Scientific classification
- Kingdom: Animalia
- Phylum: Chordata
- Class: Aves
- Order: Columbiformes
- Family: Columbidae
- Genus: Geophaps
- Species: G. scripta
- Binomial name: Geophaps scripta (Temminck, 1821)

= Squatter pigeon =

- Genus: Geophaps
- Species: scripta
- Authority: (Temminck, 1821)
- Conservation status: LC

Species of bird

The squatter pigeon (Geophaps scripta) is a species of bird in the family Columbidae.
It is endemic to northeastern Australia.
According to Australia's then Department of the Environment and Energy, the nominate subspecies, southern squatter pigeon (Geophapa scripta scripta) is listed as vulnerable. It lives in arid and semi-arid areas, including grasslands and dry sclerophyll forests, and nests in shallow depressions in the ground. About 95% of the diet of these birds consists of seeds, as they are known for foraging on the ground.

== Distribution ==
The known distribution of the southern squatter pigeon extends south of the Cape York Peninsula, to the Border Rivers region of northern New South Wales, and the south east of Queensland. The subspecies remains common north of the Carnarvon Ranges, considered a subpopulation. In 2000, the population was estimated at 40,000 breeding birds.

== Description ==
It measures approximately 30 cm in length, weighing between 190 g and 250 g. Adults are mainly a grey-brown, with distinctive black and white facial markings and a white stripe up each of its sides. Blue-grey skin around the eyes, dark brown and patches of iridescent green or violet on the upper wings, blue-grey on the lower breast and belly, and a white lower region. The sexes are similar in appearance.

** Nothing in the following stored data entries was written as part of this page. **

pub mod args;
pub mod interactive;
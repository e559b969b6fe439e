use std::path::Path;

use anyhow::Context;
use clap::Parser;
use colored::Colorize;
use prettytable::{cell, row, Table};
use rustyline::{error::ReadlineError, Editor};
use serde_json::{Map, Value};
use sr_client::{ChannelCommandSink, CommandSink};
use sr_engine::{EngineRequest, EngineResponse, StatusReport, StatusReporter, StreamConfig};
use tokio_util::sync::CancellationToken;

#[derive(Parser, Debug)]
#[clap(no_binary_name = true)]
#[clap(rename_all = "kebab-case")]
enum Commands {
    /// Start the engine with the stored configuration
    Start,
    /// Stop the engine
    Stop,
    /// Show whether the engine is running and how it was launched
    Status,
    /// Restart the engine with the stored configuration
    Reload,
    /// Change one configuration key, save it, and restart the engine
    Set { key: String, value: String },
    Exit,
}

enum Flow {
    Continue,
    Exit,
}

/// Line-oriented control surface. Runs on its own OS thread, since both the
/// line editor and the command replies block.
pub struct Console {
    cmd_tx: ChannelCommandSink<EngineRequest, EngineResponse>,
    status: StatusReporter,
    cancellation_token: CancellationToken,
}

impl Console {
    pub fn new(
        cmd_tx: ChannelCommandSink<EngineRequest, EngineResponse>,
        status: StatusReporter,
        cancellation_token: CancellationToken,
    ) -> Self {
        Self {
            cmd_tx,
            status,
            cancellation_token,
        }
    }

    /// Executes every non-empty line of `path` that does not start with `#`.
    pub fn run_script(&self, path: &Path) -> anyhow::Result<()> {
        let script = std::fs::read_to_string(path)
            .with_context(|| format!("failed to read script {}", path.display()))?;

        for line in script.lines().map(str::trim) {
            if line.is_empty() || line.starts_with('#') {
                continue;
            }

            info!("script: {}", line);
            if let Flow::Exit = self.exec(line) {
                self.cancellation_token.cancel();
                break;
            }
        }

        Ok(())
    }

    pub fn run_interactive(&self) -> anyhow::Result<()> {
        let mut editor = Editor::<()>::new();

        while !self.cancellation_token.is_cancelled() {
            match editor.readline("relay> ") {
                Ok(line) => {
                    let line = line.trim();
                    if line.is_empty() {
                        continue;
                    }

                    editor.add_history_entry(line);

                    if let Flow::Exit = self.exec(line) {
                        break;
                    }
                }
                Err(ReadlineError::Interrupted) | Err(ReadlineError::Eof) => break,
                Err(err) => {
                    error!("interactive error: {:#?}", err);
                    break;
                }
            }
        }

        info!("exiting");
        self.cancellation_token.cancel();

        Ok(())
    }

    fn exec(&self, line: &str) -> Flow {
        let request = match Commands::try_parse_from(line.split_ascii_whitespace()) {
            Ok(request) => request,
            Err(err) => {
                println!("{}", err);
                return Flow::Continue;
            }
        };

        let request = match request {
            Commands::Start => EngineRequest::Start,
            Commands::Stop => EngineRequest::Stop,
            Commands::Reload => EngineRequest::Reload { patch: Map::new() },
            Commands::Set { key, value } => {
                let current = self.status.report().config;
                match patch_for(&current, &key, &value) {
                    Ok(patch) => EngineRequest::Reload { patch },
                    Err(err) => {
                        error!("{:#}", err);
                        return Flow::Continue;
                    }
                }
            }
            Commands::Status => {
                print_status(&self.status.report());
                return Flow::Continue;
            }
            Commands::Exit => return Flow::Exit,
        };

        match self.cmd_tx.command_blocking(request) {
            Ok(EngineResponse::Started { process }) => {
                info!("engine started with pid {}", process.pid)
            }
            Ok(EngineResponse::Stopped { outcome }) => info!("{}", outcome),
            Ok(EngineResponse::Reloaded { process, .. }) => {
                info!("configuration saved, engine restarted with pid {}", process.pid)
            }
            Err(err) => error!("{:#}", err),
        }

        Flow::Continue
    }
}

/// Builds a one-key configuration update. Values for keys that currently
/// hold strings are taken literally; anything else is parsed as JSON first,
/// so `true` and `4` arrive as a bool and a number.
fn patch_for(current: &StreamConfig, key: &str, raw: &str) -> anyhow::Result<Map<String, Value>> {
    let current = serde_json::to_value(current).context("failed to encode configuration")?;

    let value = match current.get(key) {
        Some(Value::String(_)) => Value::String(raw.to_owned()),
        _ => serde_json::from_str(raw).unwrap_or_else(|_| Value::String(raw.to_owned())),
    };

    let mut patch = Map::new();
    patch.insert(key.to_owned(), value);
    Ok(patch)
}

fn print_status(report: &StatusReport) {
    let mut table = Table::new();

    let state = if report.running {
        "running".green()
    } else {
        "stopped".red()
    };
    let or_dash = |value: Option<String>| value.unwrap_or_else(|| "-".to_owned());

    table.add_row(row!["engine", state]);
    table.add_row(row!["pid", or_dash(report.pid.map(|pid| pid.to_string()))]);
    table.add_row(row![
        "generation",
        or_dash(report.generation.map(|generation| generation.to_string()))
    ]);
    table.add_row(row![
        "started",
        or_dash(report.started_at.map(|time| time.format("%F %T").to_string()))
    ]);
    table.add_row(row![
        "last exit",
        or_dash(
            report
                .last_exit
                .map(|exit| format!("{:?} (generation {})", exit.outcome, exit.generation))
        )
    ]);
    table.add_row(row!["input", report.config.input_type]);
    table.add_row(row!["output", report.config.output_rtsp_url]);
    table.add_row(row![
        "command",
        or_dash(report.argv.as_ref().map(|argv| argv.join(" ")))
    ]);

    table.printstd();
}
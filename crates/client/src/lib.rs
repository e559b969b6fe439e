use async_trait::async_trait;

use tokio::sync::oneshot;
use tokio_util::sync::CancellationToken;

#[async_trait]
pub trait CommandSink {
    type Request;
    type Response;

    async fn command(&self, request: Self::Request) -> Self::Response;

    /// Same as [`CommandSink::command`], but for callers that live on a plain
    /// OS thread (e.g. the line editor) instead of inside the runtime.
    fn command_blocking(&self, request: Self::Request) -> Self::Response;
}

#[async_trait]
pub trait Task {
    fn name(&self) -> &'static str;

    async fn run(self: Box<Self>, cancel: CancellationToken) -> anyhow::Result<()>;
}

pub type Command<Req, Res> = (Req, oneshot::Sender<anyhow::Result<Res>>);
pub type ChannelCommandSink<Req, Res> = flume::Sender<Command<Req, Res>>;
pub type ChannelCommandSource<Req, Res> = flume::Receiver<Command<Req, Res>>;

#[async_trait]
impl<Req: Send, Res: Send> CommandSink for ChannelCommandSink<Req, Res> {
    type Request = Req;
    type Response = anyhow::Result<Res>;

    async fn command(&self, request: Self::Request) -> Self::Response {
        let (tx, rx) = oneshot::channel();
        if self.send_async((request, tx)).await.is_err() {
            anyhow::bail!("could not send command");
        }
        rx.await?
    }

    fn command_blocking(&self, request: Self::Request) -> Self::Response {
        let (tx, rx) = oneshot::channel();
        if self.send((request, tx)).is_err() {
            anyhow::bail!("could not send command");
        }
        rx.blocking_recv()?
    }
}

Juveniles can be distinguished by their duller colouring, less distinctive facial stripes, and paler facial skin.

== Subspecies ==
There are two subspecies of squatter pigeon; the southern (G. s. scripta) and the northern squatter pigeon (G. s. peninsulae). Southerns tend to be slightly larger, and the subspecies can be differentiated by the colour of the skin around the eyes. Evidence suggests that hybridisation can occur where the distributions of the northern and southern squatter pigeons overlap.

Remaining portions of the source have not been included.